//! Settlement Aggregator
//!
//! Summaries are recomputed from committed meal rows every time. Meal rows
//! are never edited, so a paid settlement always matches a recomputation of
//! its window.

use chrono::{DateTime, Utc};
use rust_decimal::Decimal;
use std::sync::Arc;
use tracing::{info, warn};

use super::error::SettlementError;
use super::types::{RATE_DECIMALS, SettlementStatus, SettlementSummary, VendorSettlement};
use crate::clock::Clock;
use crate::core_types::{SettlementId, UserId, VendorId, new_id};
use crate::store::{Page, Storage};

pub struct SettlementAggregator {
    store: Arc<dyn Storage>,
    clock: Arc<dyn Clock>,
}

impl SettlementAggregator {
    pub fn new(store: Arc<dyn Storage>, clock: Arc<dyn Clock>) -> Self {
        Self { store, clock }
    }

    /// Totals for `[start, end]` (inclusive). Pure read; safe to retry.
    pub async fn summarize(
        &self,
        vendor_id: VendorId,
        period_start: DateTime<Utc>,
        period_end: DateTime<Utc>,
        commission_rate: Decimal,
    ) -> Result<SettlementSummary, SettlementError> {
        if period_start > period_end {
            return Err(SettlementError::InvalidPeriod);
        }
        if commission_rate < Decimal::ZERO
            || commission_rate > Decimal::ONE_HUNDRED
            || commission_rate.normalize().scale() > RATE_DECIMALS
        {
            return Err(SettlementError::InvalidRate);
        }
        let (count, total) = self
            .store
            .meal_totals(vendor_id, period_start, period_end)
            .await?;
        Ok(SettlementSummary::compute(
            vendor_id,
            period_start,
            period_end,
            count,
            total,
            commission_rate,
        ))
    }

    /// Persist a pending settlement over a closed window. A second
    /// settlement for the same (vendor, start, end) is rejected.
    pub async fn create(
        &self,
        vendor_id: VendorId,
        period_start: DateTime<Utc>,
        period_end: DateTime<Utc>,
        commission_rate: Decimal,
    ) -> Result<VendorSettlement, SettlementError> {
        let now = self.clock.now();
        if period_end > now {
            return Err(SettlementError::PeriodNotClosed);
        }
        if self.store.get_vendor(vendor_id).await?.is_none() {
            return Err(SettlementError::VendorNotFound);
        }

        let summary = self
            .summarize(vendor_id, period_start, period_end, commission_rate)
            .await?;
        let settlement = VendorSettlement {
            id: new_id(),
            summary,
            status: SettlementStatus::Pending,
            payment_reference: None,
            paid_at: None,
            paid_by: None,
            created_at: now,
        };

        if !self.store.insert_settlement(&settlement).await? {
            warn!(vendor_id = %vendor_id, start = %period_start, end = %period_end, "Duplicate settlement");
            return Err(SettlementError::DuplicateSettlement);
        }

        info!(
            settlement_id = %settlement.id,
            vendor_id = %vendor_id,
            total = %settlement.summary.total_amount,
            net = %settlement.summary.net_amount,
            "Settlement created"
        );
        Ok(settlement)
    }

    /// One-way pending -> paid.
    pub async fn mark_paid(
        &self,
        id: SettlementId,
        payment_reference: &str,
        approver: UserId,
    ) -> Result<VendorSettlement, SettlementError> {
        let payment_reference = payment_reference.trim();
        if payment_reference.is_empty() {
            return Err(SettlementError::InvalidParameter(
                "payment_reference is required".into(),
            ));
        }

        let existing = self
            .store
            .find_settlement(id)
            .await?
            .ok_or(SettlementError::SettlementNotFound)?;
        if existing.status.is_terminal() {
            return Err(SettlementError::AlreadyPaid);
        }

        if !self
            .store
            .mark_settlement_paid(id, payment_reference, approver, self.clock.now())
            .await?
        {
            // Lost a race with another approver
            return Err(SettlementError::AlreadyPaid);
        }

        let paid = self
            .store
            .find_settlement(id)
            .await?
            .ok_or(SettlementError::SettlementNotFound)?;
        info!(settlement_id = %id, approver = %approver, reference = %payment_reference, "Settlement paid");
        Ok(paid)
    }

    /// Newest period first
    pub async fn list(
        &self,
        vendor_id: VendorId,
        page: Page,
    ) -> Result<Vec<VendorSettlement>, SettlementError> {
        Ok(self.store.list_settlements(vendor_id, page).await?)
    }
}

---*---

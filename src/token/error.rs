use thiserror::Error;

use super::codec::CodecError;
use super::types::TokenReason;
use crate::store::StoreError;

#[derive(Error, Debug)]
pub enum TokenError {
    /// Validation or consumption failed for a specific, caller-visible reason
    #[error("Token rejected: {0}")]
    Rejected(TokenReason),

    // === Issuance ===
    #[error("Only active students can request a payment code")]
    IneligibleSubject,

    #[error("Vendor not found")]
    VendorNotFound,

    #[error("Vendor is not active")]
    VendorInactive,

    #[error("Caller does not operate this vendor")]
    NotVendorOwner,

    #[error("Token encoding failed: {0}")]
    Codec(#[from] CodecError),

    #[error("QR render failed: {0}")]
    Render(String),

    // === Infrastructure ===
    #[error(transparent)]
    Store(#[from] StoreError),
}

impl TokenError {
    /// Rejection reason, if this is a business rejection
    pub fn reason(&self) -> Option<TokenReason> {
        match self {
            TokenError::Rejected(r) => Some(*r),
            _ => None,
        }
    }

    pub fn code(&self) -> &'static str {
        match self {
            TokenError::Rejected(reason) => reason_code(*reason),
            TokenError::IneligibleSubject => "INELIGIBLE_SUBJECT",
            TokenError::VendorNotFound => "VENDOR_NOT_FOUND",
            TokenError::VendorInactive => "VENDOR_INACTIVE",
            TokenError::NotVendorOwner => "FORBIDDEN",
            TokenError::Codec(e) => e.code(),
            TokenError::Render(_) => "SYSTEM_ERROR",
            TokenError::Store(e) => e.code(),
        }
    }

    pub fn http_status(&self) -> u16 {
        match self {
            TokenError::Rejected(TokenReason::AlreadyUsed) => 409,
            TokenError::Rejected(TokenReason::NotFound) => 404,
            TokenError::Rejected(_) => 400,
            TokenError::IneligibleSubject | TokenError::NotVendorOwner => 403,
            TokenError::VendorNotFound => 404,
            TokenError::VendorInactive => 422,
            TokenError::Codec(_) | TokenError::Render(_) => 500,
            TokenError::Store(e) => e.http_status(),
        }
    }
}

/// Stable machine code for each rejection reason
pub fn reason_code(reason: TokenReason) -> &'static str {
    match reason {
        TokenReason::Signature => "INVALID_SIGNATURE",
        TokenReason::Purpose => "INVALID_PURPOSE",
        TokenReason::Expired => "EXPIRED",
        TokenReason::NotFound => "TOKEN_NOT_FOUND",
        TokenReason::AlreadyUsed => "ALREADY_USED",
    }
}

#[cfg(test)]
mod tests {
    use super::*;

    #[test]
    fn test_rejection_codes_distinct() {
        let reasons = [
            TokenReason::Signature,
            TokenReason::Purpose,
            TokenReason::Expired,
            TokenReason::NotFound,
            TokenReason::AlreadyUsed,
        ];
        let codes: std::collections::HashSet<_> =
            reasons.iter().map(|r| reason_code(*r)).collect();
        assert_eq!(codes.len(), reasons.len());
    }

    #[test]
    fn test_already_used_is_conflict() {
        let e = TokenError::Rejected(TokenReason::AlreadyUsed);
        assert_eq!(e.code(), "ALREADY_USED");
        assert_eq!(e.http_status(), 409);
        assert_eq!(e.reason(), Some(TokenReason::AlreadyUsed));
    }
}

---*---

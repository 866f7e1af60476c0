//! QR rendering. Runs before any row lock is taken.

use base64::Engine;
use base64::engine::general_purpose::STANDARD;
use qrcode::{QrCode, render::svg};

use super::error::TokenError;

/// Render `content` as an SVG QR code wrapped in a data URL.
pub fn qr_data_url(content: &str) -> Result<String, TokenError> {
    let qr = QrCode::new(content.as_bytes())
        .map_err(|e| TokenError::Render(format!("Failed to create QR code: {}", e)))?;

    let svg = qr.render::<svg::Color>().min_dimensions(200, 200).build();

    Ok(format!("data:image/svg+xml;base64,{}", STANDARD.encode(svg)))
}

---*---

WHAT THE EXERCISE ASKS ▸ Check the listing above for lines containing the string "VendorSettlement", and copy each one.

RESPONSE AREA ▸
use super::types::{RATE_DECIMALS, SettlementStatus, SettlementSummary, VendorSettlement};
    ) -> Result<VendorSettlement, SettlementError> {
        let settlement = VendorSettlement {
    ) -> Result<VendorSettlement, SettlementError> {
    ) -> Result<Vec<VendorSettlement>, SettlementError> {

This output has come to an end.